> _Work order_:
Locate, in the data below, the line that contains "pub const fn get_settings(&self)" and the line that contains "pattern is invalid."; reproduce exactly those two lines and every line between them, nothing more.

··· Exercise materials ···

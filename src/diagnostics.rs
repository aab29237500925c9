//! Catalog checks.
//!
//! Single-catalog checks look at message states and duplicates. The
//! cross-catalog check reports messages that one catalog has and a required
//! language's catalog lacks.

use std::collections::HashSet;
use std::fmt;
use std::path::{
    Path,
    PathBuf,
};

use serde::Serialize;

use crate::catalog::{
    Catalog,
    Duplicate,
    Message,
    TranslationStatus,
};
use crate::config::{
    DiagnosticsConfig,
    I18nSettings,
    Severity,
};
use crate::types::SourceRange;

/// What a diagnostic is about.
#[derive(Debug, Clone, Copy, PartialEq, Eq, Hash, Serialize)]
#[serde(rename_all = "kebab-case")]
pub enum DiagnosticKind {
    Unfinished,
    EmptyTranslation,
    Vanished,
    DuplicateMessage,
    MissingMessage,
}

impl DiagnosticKind {
    #[must_use]
    pub const fn code(self) -> &'static str {
        match self {
            Self::Unfinished => "unfinished",
            Self::EmptyTranslation => "empty-translation",
            Self::Vanished => "vanished",
            Self::DuplicateMessage => "duplicate-message",
            Self::MissingMessage => "missing-message",
        }
    }

    const fn severity(self, config: &DiagnosticsConfig) -> Severity {
        match self {
            Self::Unfinished => config.unfinished,
            Self::EmptyTranslation => config.empty_translation,
            Self::Vanished => config.vanished,
            Self::DuplicateMessage => config.duplicate_message,
            Self::MissingMessage => config.missing_message,
        }
    }
}

#[derive(Debug, Clone, PartialEq, Eq, Serialize)]
pub struct Diagnostic {
    pub file: PathBuf,
    #[serde(skip)]
    pub range: SourceRange,
    pub severity: Severity,
    pub kind: DiagnosticKind,
    pub context: String,
    pub source: String,
    pub message: String,
}

impl fmt::Display for Diagnostic {
    fn fmt(&self, f: &mut fmt::Formatter<'_>) -> fmt::Result {
        write!(
            f,
            "{}:{}: {}: {} [{}]",
            self.file.display(),
            self.range.start,
            self.severity.label(),
            self.message,
            self.kind.code()
        )
    }
}

/// A catalog together with where it came from.
#[derive(Debug, Clone, Copy)]
pub struct CatalogFile<'a> {
    pub path: &'a Path,
    pub catalog: &'a Catalog,
    pub duplicates: &'a [Duplicate],
}

/// Collects diagnostics, dropping kinds configured as `off`.
struct Collector<'a> {
    config: &'a DiagnosticsConfig,
    diagnostics: Vec<Diagnostic>,
}

impl Collector<'_> {
    fn push(
        &mut self,
        kind: DiagnosticKind,
        file: &Path,
        range: SourceRange,
        context: &str,
        source: &str,
        message: String,
    ) {
        let severity = kind.severity(self.config);
        if !severity.is_enabled() {
            return;
        }
        self.diagnostics.push(Diagnostic {
            file: file.to_path_buf(),
            range,
            severity,
            kind,
            context: context.to_string(),
            source: source.to_string(),
            message,
        });
    }
}

/// Diagnostics for one catalog.
#[must_use]
pub fn check_catalog(file: CatalogFile<'_>, config: &DiagnosticsConfig) -> Vec<Diagnostic> {
    tracing::debug!(path = %file.path.display(), "Checking catalog");
    let mut collector = Collector { config, diagnostics: Vec::new() };

    for (context, message) in file.catalog.messages() {
        check_message(&mut collector, file.path, context, message);
    }

    for duplicate in file.duplicates {
        collector.push(
            DiagnosticKind::DuplicateMessage,
            file.path,
            duplicate.last,
            &duplicate.context,
            &duplicate.source,
            format!(
                "'{}' in context '{}' is also defined at line {}; this definition wins",
                duplicate.source,
                duplicate.context,
                duplicate.first.start.display_line()
            ),
        );
    }

    collector.diagnostics
}

fn check_message(collector: &mut Collector<'_>, path: &Path, context: &str, message: &Message) {
    let (kind, text) = match message.status {
        TranslationStatus::Unfinished => (
            DiagnosticKind::Unfinished,
            format!("'{}' in context '{}' is not translated yet", message.source, context),
        ),
        TranslationStatus::Finished if message.translation.is_empty() => (
            DiagnosticKind::EmptyTranslation,
            format!(
                "'{}' in context '{}' is marked finished but has an empty translation",
                message.source, context
            ),
        ),
        TranslationStatus::Vanished => (
            DiagnosticKind::Vanished,
            format!("'{}' in context '{}' is no longer used", message.source, context),
        ),
        TranslationStatus::Finished => return,
    };
    collector.push(kind, path, message.range, context, &message.source, text);
}

/// Reports live messages missing from the catalogs of required languages.
///
/// The reference set is the union of live messages over all catalogs.
/// Catalogs without a language, or whose language isn't required, are
/// skipped.
#[must_use]
pub fn check_missing_messages(files: &[CatalogFile<'_>], settings: &I18nSettings) -> Vec<Diagnostic> {
    let mut collector = Collector { config: &settings.diagnostics, diagnostics: Vec::new() };

    let mut reference: Vec<(&str, &str)> = Vec::new();
    let mut seen = HashSet::new();
    for file in files {
        for (context, message) in file.catalog.messages() {
            if message.status != TranslationStatus::Vanished
                && seen.insert((context, message.source.as_str()))
            {
                reference.push((context, message.source.as_str()));
            }
        }
    }

    for file in files {
        let Some(language) = file.catalog.language.as_deref() else {
            continue;
        };
        if !settings.is_language_required(language) {
            continue;
        }

        let present: HashSet<(&str, &str)> = file
            .catalog
            .messages()
            .filter(|(_, message)| message.status != TranslationStatus::Vanished)
            .map(|(context, message)| (context, message.source.as_str()))
            .collect();

        for &(context, source) in &reference {
            if !present.contains(&(context, source)) {
                collector.push(
                    DiagnosticKind::MissingMessage,
                    file.path,
                    SourceRange::default(),
                    context,
                    source,
                    format!(
                        "'{source}' in context '{context}' is missing from the '{language}' catalog"
                    ),
                );
            }
        }
    }

    collector.diagnostics
}

/// All diagnostics for a set of catalogs, sorted by file and position.
#[must_use]
pub fn check_all(files: &[CatalogFile<'_>], settings: &I18nSettings) -> Vec<Diagnostic> {
    let mut diagnostics: Vec<Diagnostic> = files
        .iter()
        .flat_map(|file| check_catalog(*file, &settings.diagnostics))
        .collect();
    diagnostics.extend(check_missing_messages(files, settings));
    diagnostics.sort_by(|a, b| a.file.cmp(&b.file).then(a.range.start.cmp(&b.range.start)));
    diagnostics
}

/// Highest severity among `diagnostics`, if any.
#[must_use]
pub fn max_severity(diagnostics: &[Diagnostic]) -> Option<Severity> {
    diagnostics.iter().map(|diagnostic| diagnostic.severity).max()
}
use serde::{
    Deserialize,
    Serialize,
};
use thiserror::Error;

#[derive(Error, Debug, Clone, PartialEq, Eq)]
#[error("Configuration error in '{field_path}': {message}")]
pub struct ValidationError {
    /// JSON path to the field (e.g., "translationFiles.includePatterns[0]")
    pub field_path: String,
    pub message: String,
}

impl ValidationError {
    #[must_use]
    pub fn new(field_path: impl Into<String>, message: impl Into<String>) -> Self {
        Self { field_path: field_path.into(), message: message.into() }
    }
}

#[derive(Error, Debug)]
pub enum ConfigError {
    #[error("Configuration validation failed:\n{}", format_validation_errors(.0))]
    ValidationErrors(Vec<ValidationError>),

    #[error("Failed to load configuration file: {0}")]
    IoError(#[from] std::io::Error),

    #[error("Failed to parse configuration: {0}")]
    ParseError(#[from] serde_json::Error),
}

fn format_validation_errors(errors: &[ValidationError]) -> String {
    errors
        .iter()
        .enumerate()
        .map(|(i, err)| format!("  {}. {} - {}", i + 1, err.field_path, err.message))
        .collect::<Vec<_>>()
        .join("\n")
}

/// How loudly a diagnostic kind is reported.
#[derive(Debug, Clone, Copy, PartialEq, Eq, PartialOrd, Ord, Hash, Deserialize, Serialize)]
#[serde(rename_all = "lowercase")]
pub enum Severity {
    Off,
    Hint,
    Information,
    Warning,
    Error,
}

impl Severity {
    #[must_use]
    pub const fn is_enabled(self) -> bool {
        !matches!(self, Self::Off)
    }

    #[must_use]
    pub const fn label(self) -> &'static str {
        match self {
            Self::Off => "off",
            Self::Hint => "hint",
            Self::Information => "info",
            Self::Warning => "warning",
            Self::Error => "error",
        }
    }
}

#[derive(Debug, Clone, Deserialize, Serialize, Default)]
#[serde(rename_all = "camelCase", default)]
pub struct I18nSettings {
    pub translation_files: TranslationFilesConfig,

    /// Applied to every file the indexer looks at.
    pub exclude_patterns: Vec<String>,

    /// Language of the `<source>` strings. Catalogs in this language are not
    /// checked for missing translations.
    pub source_language: Option<String>,

    /// Languages that require translations.
    ///
    /// - `None`: All detected languages are required (default)
    /// - `Some([...])`: Only specified languages are required
    ///
    /// Mutually exclusive with `optional_languages`.
    pub required_languages: Option<Vec<String>>,

    /// Languages where missing translations are ignored.
    ///
    /// Mutually exclusive with `required_languages`.
    pub optional_languages: Option<Vec<String>>,

    /// Languages tried after the requested one, in order.
    pub fallback_languages: Option<Vec<String>>,

    pub indexing: IndexingConfig,
    pub diagnostics: DiagnosticsConfig,
}

#[derive(Debug, Clone, Copy, Deserialize, Serialize, Default)]
#[serde(rename_all = "camelCase", default)]
pub struct IndexingConfig {
    /// Parallel catalog loads.
    /// Default: 80% of CPU cores (minimum 1).
    pub num_threads: Option<usize>,
}

impl IndexingConfig {
    #[must_use]
    pub fn effective_num_threads(&self) -> usize {
        self.num_threads.unwrap_or_else(|| (num_cpus::get() * 4 / 5).max(1)).max(1)
    }
}

/// Severity per diagnostic kind.
#[derive(Debug, Clone, Copy, Deserialize, Serialize, PartialEq, Eq)]
#[serde(rename_all = "camelCase", default)]
pub struct DiagnosticsConfig {
    pub unfinished: Severity,
    pub empty_translation: Severity,
    pub vanished: Severity,
    pub duplicate_message: Severity,
    pub missing_message: Severity,
}

impl Default for DiagnosticsConfig {
    fn default() -> Self {
        Self {
            unfinished: Severity::Warning,
            empty_translation: Severity::Warning,
            vanished: Severity::Hint,
            duplicate_message: Severity::Error,
            missing_message: Severity::Warning,
        }
    }
}

#[derive(Debug, Clone, Deserialize, Serialize)]
#[serde(rename_all = "camelCase", default)]
pub struct TranslationFilesConfig {
    pub include_patterns: Vec<String>,
    pub exclude_patterns: Vec<String>,
}

impl Default for TranslationFilesConfig {
    fn default() -> Self {
        Self {
            include_patterns: vec!["**/translations/**/*.ts".to_string()],
            exclude_patterns: vec![],
        }
    }
}

impl I18nSettings {
    /// Whether missing translations are reported for `language`.
    #[must_use]
    pub fn is_language_required(&self, language: &str) -> bool {
        use crate::catalog::locale::same_locale;

        if self.source_language.as_deref().is_some_and(|source| same_locale(source, language)) {
            return false;
        }
        if let Some(required) = &self.required_languages {
            return required.iter().any(|lang| same_locale(lang, language));
        }
        if let Some(optional) = &self.optional_languages {
            return !optional.iter().any(|lang| same_locale(lang, language));
        }
        true
    }

    /// # Errors
    /// - Required field is empty
    /// - Invalid glob pattern
    /// - Invalid language tag
    pub fn validate(&self) -> Result<(), Vec<ValidationError>> {
        let mut errors = Vec::new();

        if self.translation_files.include_patterns.is_empty() {
            errors.push(ValidationError::new(
                "translationFiles.includePatterns",
                "At least one pattern is required. Example: [\"**/translations/**/*.ts\"]",
            ));
        }

        check_patterns(
            &mut errors,
            "translationFiles.includePatterns",
            &self.translation_files.include_patterns,
        );
        check_patterns(
            &mut errors,
            "translationFiles.excludePatterns",
            &self.translation_files.exclude_patterns,
        );
        check_patterns(&mut errors, "excludePatterns", &self.exclude_patterns);

        if let Some(language) = &self.source_language {
            check_language(&mut errors, "sourceLanguage", language);
        }
        for (field, languages) in [
            ("requiredLanguages", &self.required_languages),
            ("optionalLanguages", &self.optional_languages),
            ("fallbackLanguages", &self.fallback_languages),
        ] {
            for (index, language) in languages.iter().flatten().enumerate() {
                check_language(&mut errors, &format!("{field}[{index}]"), language);
            }
        }

        if self.required_languages.is_some() && self.optional_languages.is_some() {
            errors.push(ValidationError::new(
                "requiredLanguages/optionalLanguages",
                "Cannot specify both 'requiredLanguages' and 'optionalLanguages'. Please use only one",
            ));
        }

        if self.indexing.num_threads == Some(0) {
            errors.push(ValidationError::new(
                "indexing.numThreads",
                "Must be at least 1, or removed to use the default",
            ));
        }

        if errors.is_empty() { Ok(()) } else { Err(errors) }
    }
}

fn check_patterns(errors: &mut Vec<ValidationError>, field: &str, patterns: &[String]) {
    for (index, pattern) in patterns.iter().enumerate() {
        if let Err(e) = globset::Glob::new(pattern) {
            errors.push(ValidationError::new(
                format!("{field}[{index}]"),
                format!("Invalid glob pattern '{pattern}': {e}"),
            ));
        }
    }
}

fn check_language(errors: &mut Vec<ValidationError>, field: &str, language: &str) {
    if crate::catalog::locale::normalize_locale(language).is_none() {
        errors.push(ValidationError::new(
            field,
            format!("Invalid language tag '{language}'. Example: \"de_DE\" or \"fr\""),
        ));
    }
}
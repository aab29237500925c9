//! Reads the workspace configuration file.

use std::path::Path;

use super::{
    ConfigError,
    I18nSettings,
};

/// Name of the configuration file at the workspace root.
pub const CONFIG_FILE_NAME: &str = ".qt-ts-i18n.json";

/// Loads settings from `.qt-ts-i18n.json` in the workspace root.
///
/// # Returns
/// - `Ok(Some(settings))`: the file exists and parsed
/// - `Ok(None)`: no configuration file
/// - `Err(ConfigError)`: read or parse failure
///
/// # Errors
/// - I/O error while reading
/// - JSON parse error
pub(super) fn load_from_workspace(
    workspace_root: &Path,
) -> Result<Option<I18nSettings>, ConfigError> {
    let config_path = workspace_root.join(CONFIG_FILE_NAME);

    if !config_path.exists() {
        tracing::debug!("Configuration file not found: {:?}", config_path);
        return Ok(None);
    }

    tracing::debug!("Loading configuration from: {:?}", config_path);

    let content = std::fs::read_to_string(&config_path)?;
    let settings: I18nSettings = serde_json::from_str(&content)?;

    Ok(Some(settings))
}
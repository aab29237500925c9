//! Holds the active settings for a workspace.

use std::path::{
    Path,
    PathBuf,
};

use super::{
    ConfigError,
    FileMatcher,
    I18nSettings,
    MatcherError,
    loader,
};

/// Owns the validated settings and the workspace they were loaded for.
#[derive(Default, Debug, Clone)]
pub struct ConfigManager {
    current_settings: I18nSettings,
    workspace_root: Option<PathBuf>,
}

impl ConfigManager {
    #[must_use]
    pub fn new() -> Self {
        Self { current_settings: I18nSettings::default(), workspace_root: None }
    }

    /// Loads `.qt-ts-i18n.json` from the workspace root, or the defaults.
    ///
    /// # Errors
    /// - I/O error while reading the file
    /// - JSON parse error
    /// - Validation errors
    pub fn load_settings(&mut self, workspace_root: Option<PathBuf>) -> Result<(), ConfigError> {
        tracing::debug!("Loading settings for workspace: {:?}", workspace_root);

        let settings = if let Some(root) = &workspace_root {
            loader::load_from_workspace(root)?.map_or_else(I18nSettings::default, |ws| {
                tracing::debug!("Loaded workspace settings: {:?}", ws);
                ws
            })
        } else {
            I18nSettings::default()
        };

        settings.validate().map_err(ConfigError::ValidationErrors)?;

        self.current_settings = settings;
        self.workspace_root = workspace_root;
        tracing::debug!("Settings loaded successfully: {:?}", self.current_settings);

        Ok(())
    }

    /// Replaces the settings after validating them.
    ///
    /// # Errors
    /// Returns [`ConfigError::ValidationErrors`] if the new settings are invalid;
    /// the current settings are kept in that case.
    pub fn update_settings(&mut self, new_settings: I18nSettings) -> Result<(), ConfigError> {
        tracing::debug!("Updating settings...");

        new_settings.validate().map_err(ConfigError::ValidationErrors)?;

        self.current_settings = new_settings;
        tracing::debug!("Settings updated successfully");

        Ok(())
    }

    #[must_use]
    pub const fn get_settings(&self) -> &I18nSettings {
        &self.current_settings
    }

    #[must_use]
    pub fn workspace_root(&self) -> Option<&Path> {
        self.workspace_root.as_deref()
    }

    /// Builds a matcher for `root` from the current settings.
    ///
    /// # Errors
    /// Returns [`MatcherError`] if a pattern is invalid.
    pub fn file_matcher(&self, root: &Path) -> Result<FileMatcher, MatcherError> {
        FileMatcher::new(root.to_path_buf(), &self.current_settings)
    }
}

#[cfg(test)]
#[allow(clippy::unwrap_used)]
mod tests {
    use std::fs;

    use rstest::rstest;
    use tempfile::TempDir;

    use super::*;
    use crate::config::Severity;

    #[rstest]
    fn test_new_creates_default_settings() {
        let manager = ConfigManager::new();

        assert_eq!(manager.get_settings().diagnostics.unfinished, Severity::Warning);
        assert!(manager.workspace_root().is_none());
    }

    #[rstest]
    fn test_load_settings_without_workspace() {
        let mut manager = ConfigManager::new();

        let result = manager.load_settings(None);

        assert!(result.is_ok());
        assert!(manager.get_settings().source_language.is_none());
        assert!(manager.workspace_root().is_none());
    }

    #[rstest]
    fn test_load_settings_with_config_file() {
        let temp_dir = TempDir::new().unwrap();
        let config_content = r#"{"diagnostics": {"unfinished": "error"}}"#;
        fs::write(temp_dir.path().join(".qt-ts-i18n.json"), config_content).unwrap();

        let mut manager = ConfigManager::new();
        let result = manager.load_settings(Some(temp_dir.path().to_path_buf()));

        assert!(result.is_ok());
        assert_eq!(manager.get_settings().diagnostics.unfinished, Severity::Error);
        assert_eq!(manager.workspace_root(), Some(temp_dir.path()));
    }

    #[rstest]
    fn test_load_settings_rejects_invalid_config() {
        let temp_dir = TempDir::new().unwrap();
        let config_content = r#"{"requiredLanguages": ["de"], "optionalLanguages": ["fr"]}"#;
        fs::write(temp_dir.path().join(".qt-ts-i18n.json"), config_content).unwrap();

        let mut manager = ConfigManager::new();
        let result = manager.load_settings(Some(temp_dir.path().to_path_buf()));

        assert!(matches!(result, Err(ConfigError::ValidationErrors(_))));
        assert!(manager.workspace_root().is_none());
    }

    #[rstest]
    fn test_load_settings_without_config_file() {
        let temp_dir = TempDir::new().unwrap();

        let mut manager = ConfigManager::new();
        let result = manager.load_settings(Some(temp_dir.path().to_path_buf()));

        assert!(result.is_ok());
        assert_eq!(manager.get_settings().diagnostics.vanished, Severity::Hint);
    }

    #[rstest]
    fn test_update_settings_valid() {
        let mut manager = ConfigManager::new();
        let mut new_settings = I18nSettings::default();
        new_settings.source_language = Some("en".to_string());

        let result = manager.update_settings(new_settings);

        assert!(result.is_ok());
        assert_eq!(manager.get_settings().source_language.as_deref(), Some("en"));
    }

    #[rstest]
    fn test_update_settings_invalid() {
        let mut manager = ConfigManager::new();
        let mut new_settings = I18nSettings::default();
        new_settings.translation_files.include_patterns = Vec::new();

        let result = manager.update_settings(new_settings);

        assert!(result.is_err());
        assert_eq!(manager.get_settings().translation_files.include_patterns.len(), 1);
    }
}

···

> _Worked solution_:
    pub const fn get_settings(&self) -> &I18nSettings {
        &self.current_settings
    }

    #[must_use]
    pub fn workspace_root(&self) -> Option<&Path> {
        self.workspace_root.as_deref()
    }

    /// Builds a matcher for `root` from the current settings.
    ///
    /// # Errors
    /// Returns [`MatcherError`] if a pattern is invalid.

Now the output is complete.